With their minor league system not what it once was, the Rays holding onto Price for any longer means putting the future of their franchise in jeopardy. They are risking the fate of teams years down the line in exchange for a chance at making the postseason now. They could still get strong offers for Price in the offseason, but if keeping him is going to be worthwhile, Price better lead the Rays back to promised land. The Rays are playing their best baseball right now and it would be sad if that was ended prematurely. This Rays team deserves the opportunity to pursue the first playoff berth in baseball history by a team that was 18 games under .500. But as ironic as it may seem, the Rays’ winning this season makes them vulnerable in the long-term. Instead of being in the driver’s seat at the trade deadline, the Rays will be forced to contend with all the variables they can’t account for and hope, without necessarily a rational reason to do so, that everything will work out. The scenario where Price leads the Rays to the postseason (and, in the Rays’ minds, beyond) and still gets traded for a significant return is tantalizing. The scenario where Price gets injured and the Rays finish in fourth in the AL East could send the franchise a knockout punch it could take years to recover from. There are a multiplicity of outcomes in between, but in what proportion of them will holding onto Price work out for the Rays?
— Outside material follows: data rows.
//! Integration tests for `AppConfigBuilder`, exercised through the public
//! crate API the way a worker-process binary would construct `AppConfig`.

use hoistscout_core::config::AppConfigBuilder;

#[test]
fn build_applies_defaults_for_every_optional_field() {
    let config = AppConfigBuilder::new()
        .database_url("postgres://localhost/hoistscout")
        .vault_key(vec![0u8; 32])
        .build()
        .unwrap();

    assert_eq!(config.redis_url(), "redis://127.0.0.1:6379");
    assert!(config.headless());
    assert_eq!(config.worker_pool_size(), hoistscout_core::utils::constants::DEFAULT_WORKER_POOL_SIZE);
    assert!(config.llm_endpoint().is_none());
    assert!(config.challenge_solver_url().is_none());
}

#[test]
fn build_honors_every_explicit_override() {
    let config = AppConfigBuilder::new()
        .database_url("postgres://localhost/hoistscout")
        .vault_key(vec![1u8; 32])
        .redis_url("redis://cache.internal:6380")
        .worker_pool_size(8)
        .headless(false)
        .llm("https://llm.internal/v1/chat/completions", "gpt-4o-mini", Some("sk-test".to_string()))
        .challenge_solver_url("https://solver.internal")
        .proxy_list(vec!["http://proxy-a:8080".to_string(), "http://proxy-b:8080".to_string()])
        .build()
        .unwrap();

    assert_eq!(config.redis_url(), "redis://cache.internal:6380");
    assert_eq!(config.worker_pool_size(), 8);
    assert!(!config.headless());
    assert_eq!(config.llm_endpoint(), Some("https://llm.internal/v1/chat/completions"));
    assert_eq!(config.llm_model(), Some("gpt-4o-mini"));
    assert_eq!(config.llm_api_key(), Some("sk-test"));
    assert_eq!(config.challenge_solver_url(), Some("https://solver.internal"));
}

#[test]
fn build_fails_fast_without_database_url_or_vault_key() {
    assert!(AppConfigBuilder::new().vault_key(vec![0u8; 32]).build().is_err());
    assert!(AppConfigBuilder::new().database_url("postgres://x").build().is_err());
}
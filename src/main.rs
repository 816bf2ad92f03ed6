//! Worker process binary: claims Jobs from the database-backed queue and
//! executes them through the Scrape Runner.
//!
//! Global singletons (logger, credential manager, settings) are re-expressed
//! here as explicit values built once at startup and threaded into
//! `ScrapeRunner::new`.

use std::sync::Arc;

use anyhow::Context;
use tracing_subscriber::EnvFilter;

use hoistscout_core::browser_pool::{BrowserPool, BrowserPoolConfig};
use hoistscout_core::documents::{DocumentProcessor, FilesystemObjectStore};
use hoistscout_core::extractor::HttpLlmClient;
use hoistscout_core::{
    AppConfig, AuthEngine, ComplianceGate, Extractor, JobQueue, RateLimiter, ScrapeRunner, SessionStore, Vault,
    WorkerPool,
};

#[tokio::main]
async fn main() -> anyhow::Result<()> {
    tracing_subscriber::fmt()
        .with_env_filter(EnvFilter::try_from_default_env().unwrap_or_else(|_| EnvFilter::new("info")))
        .init();

    let config = hoistscout_core::config::from_env().context("failed to load AppConfig from the environment")?;
    let (worker, browser_pool) = build_worker(&config).await?;

    tracing::info!(worker_id = worker.id(), "starting worker pool");

    let (shutdown_tx, shutdown_rx) = tokio::sync::watch::channel(false);
    let pool_handle = tokio::spawn(Arc::new(worker).run(shutdown_rx));

    tokio::signal::ctrl_c().await.context("failed to listen for ctrl-c")?;
    tracing::info!("shutdown signal received, draining in-flight jobs");
    let _ = shutdown_tx.send(true);
    pool_handle.await.context("worker pool task panicked")?;
    browser_pool.shutdown().await.context("failed to shut down the browser pool")?;

    Ok(())
}

async fn build_worker(config: &AppConfig) -> anyhow::Result<(WorkerPool, Arc<BrowserPool>)> {
    let pg_pool = sqlx::postgres::PgPoolOptions::new()
        .max_connections(10)
        .connect(config.database_url())
        .await
        .context("failed to connect to the database")?;

    let queue = JobQueue::from_pool(pg_pool.clone());
    let vault = Arc::new(Vault::new(config.vault_key()).context("vault key rejected at startup")?);
    let http = reqwest::Client::builder()
        .cookie_store(false)
        .build()
        .context("failed to build the shared HTTP client")?;

    let compliance = Arc::new(ComplianceGate::new(http.clone(), "HoistScoutBot/1.0"));
    let rate_limiter = Arc::new(RateLimiter::new());
    let session_store = SessionStore::connect(config.redis_url())
        .await
        .context("failed to connect to the session store")?;
    let auth_engine = Arc::new(AuthEngine::new(http.clone(), config.challenge_solver_url().map(str::to_string)));

    let llm_client = config
        .llm_endpoint()
        .map(|endpoint| -> Box<dyn hoistscout_core::LlmClient> {
            Box::new(HttpLlmClient::new(
                http.clone(),
                endpoint,
                config.llm_model().unwrap_or("gpt-4o-mini"),
                config.llm_api_key().map(str::to_string),
            ))
        });
    let extractor = Arc::new(Extractor::new(llm_client));

    let object_store = Arc::new(FilesystemObjectStore::new(
        std::env::var("OBJECT_STORE_LOCAL_DIR").unwrap_or_else(|_| "./data/objects".to_string()),
    ));
    let documents = Arc::new(DocumentProcessor::new(http.clone(), object_store, None));

    let runner = Arc::new(ScrapeRunner::new(
        pg_pool,
        queue.clone(),
        vault,
        compliance,
        rate_limiter,
        session_store,
        auth_engine,
        extractor,
        documents,
    ));
    runner.ensure_schema().await.context("failed to ensure the schema exists")?;

    let browser_pool = BrowserPool::new(BrowserPoolConfig {
        headless: config.headless(),
        min_pool_size: config.worker_pool_size().min(2),
        max_pool_size: config.worker_pool_size() + 2,
        ..BrowserPoolConfig::default()
    });
    browser_pool.start().await.context("failed to start the browser pool")?;

    let worker = WorkerPool::new(
        queue,
        runner,
        Arc::clone(&browser_pool),
        config.worker_pool_size(),
        config.heartbeat_interval(),
    );
    Ok((worker, browser_pool))
}
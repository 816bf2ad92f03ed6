//! Error taxonomy shared across the scrape pipeline.
//!
//! Every component below the Scrape Runner returns a typed error; the Runner
//! translates whatever it receives into one of the categories here before
//! recording `Job.error` and `stats.error_category`. Nothing below the Runner
//! boundary should panic or propagate a bare `anyhow::Error` across a job.

use std::time::Duration;
use thiserror::Error;

/// Coarse category attached to a failed Job, mirrored into `stats.error_category`.
#[derive(Debug, Clone, Copy, PartialEq, Eq, serde::Serialize, serde::Deserialize)]
#[serde(rename_all = "snake_case")]
pub enum ErrorCategory {
    Transient,
    Auth,
    Structural,
    Compliance,
    Fatal,
}

impl std::fmt::Display for ErrorCategory {
    fn fmt(&self, f: &mut std::fmt::Formatter<'_>) -> std::fmt::Result {
        let s = match self {
            Self::Transient => "transient",
            Self::Auth => "auth",
            Self::Structural => "structural",
            Self::Compliance => "compliance",
            Self::Fatal => "fatal",
        };
        f.write_str(s)
    }
}

/// Top-level error a Scrape Runner run can fail with.
#[derive(Debug, Error)]
pub enum ScrapeError {
    #[error("compliance check failed: {0}")]
    Compliance(#[from] crate::compliance::ComplianceError),

    #[error("authentication failed: {0}")]
    Auth(#[from] crate::auth::AuthError),

    #[error("extraction failed: {0}")]
    Extraction(#[from] crate::extractor::ExtractionError),

    #[error("rate limit exceeded: {0}")]
    RateLimit(#[from] crate::rate_limiter::RateLimitError),

    #[error("vault error: {0}")]
    Vault(#[from] crate::vault::VaultError),

    #[error("anti-detection failure: {0}")]
    AntiDetectionFailed(String),

    #[error("page load timed out after {0:?}")]
    Timeout(Duration),

    #[error("database error: {0}")]
    Database(#[from] sqlx::Error),

    #[error("browser error: {0}")]
    Browser(String),

    #[error(transparent)]
    Other(#[from] anyhow::Error),
}

impl ScrapeError {
    /// Category used to drive retry policy and `stats.error_category`.
    #[must_use]
    pub fn category(&self) -> ErrorCategory {
        match self {
            Self::Compliance(_) => ErrorCategory::Compliance,
            Self::RateLimit(e) if e.is_violation_threshold() => ErrorCategory::Compliance,
            Self::RateLimit(_) => ErrorCategory::Transient,
            Self::Auth(e) if e.is_retryable_once() => ErrorCategory::Auth,
            Self::Auth(_) => ErrorCategory::Fatal,
            Self::Extraction(_) => ErrorCategory::Structural,
            Self::Vault(_) => ErrorCategory::Fatal,
            Self::AntiDetectionFailed(_) => ErrorCategory::Fatal,
            Self::Timeout(_) => ErrorCategory::Transient,
            Self::Database(e) if is_transient_db_error(e) => ErrorCategory::Transient,
            Self::Database(_) => ErrorCategory::Fatal,
            Self::Browser(_) => ErrorCategory::Transient,
            Self::Other(_) => ErrorCategory::Fatal,
        }
    }

    /// Whether the Scrape Runner should re-enqueue the job with backoff.
    #[must_use]
    pub fn is_retryable(&self) -> bool {
        matches!(self.category(), ErrorCategory::Transient | ErrorCategory::Auth)
    }
}

fn is_transient_db_error(e: &sqlx::Error) -> bool {
    matches!(e, sqlx::Error::PoolTimedOut | sqlx::Error::Io(_))
}

/// Exponential backoff with a cap, per spec: `backoff(n) = 60 * 2^n`, capped at 600s.
#[must_use]
pub fn retry_backoff(attempt: u32) -> Duration {
    let secs = crate::utils::constants::RETRY_BACKOFF_BASE_SECS
        .saturating_mul(1u64.checked_shl(attempt).unwrap_or(u64::MAX).max(1));
    Duration::from_secs(secs.min(crate::utils::constants::RETRY_BACKOFF_CAP_SECS))
}

#[cfg(test)]
mod tests {
    use super::*;

    #[test]
    fn backoff_caps_at_ten_minutes() {
        assert_eq!(retry_backoff(0), Duration::from_secs(60));
        assert_eq!(retry_backoff(1), Duration::from_secs(120));
        assert_eq!(retry_backoff(3), Duration::from_secs(480));
        assert_eq!(retry_backoff(10), Duration::from_secs(600));
    }
}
It is exhilarating for the Tampa Bay Rays that they have turned their season around, but with that resurgence disappeared the comfort of the process, the comfort of trading David Price. The Rays can’t say that no matter what happens the rest of this year, they will have made their team better for seasons to come. For a franchise with greater analytical abilities than any of its counterparts in baseball and just maybe in sports, faith will have to replace what the numbers say to do as they keep David Price for a chance–and nothing more–at greatness.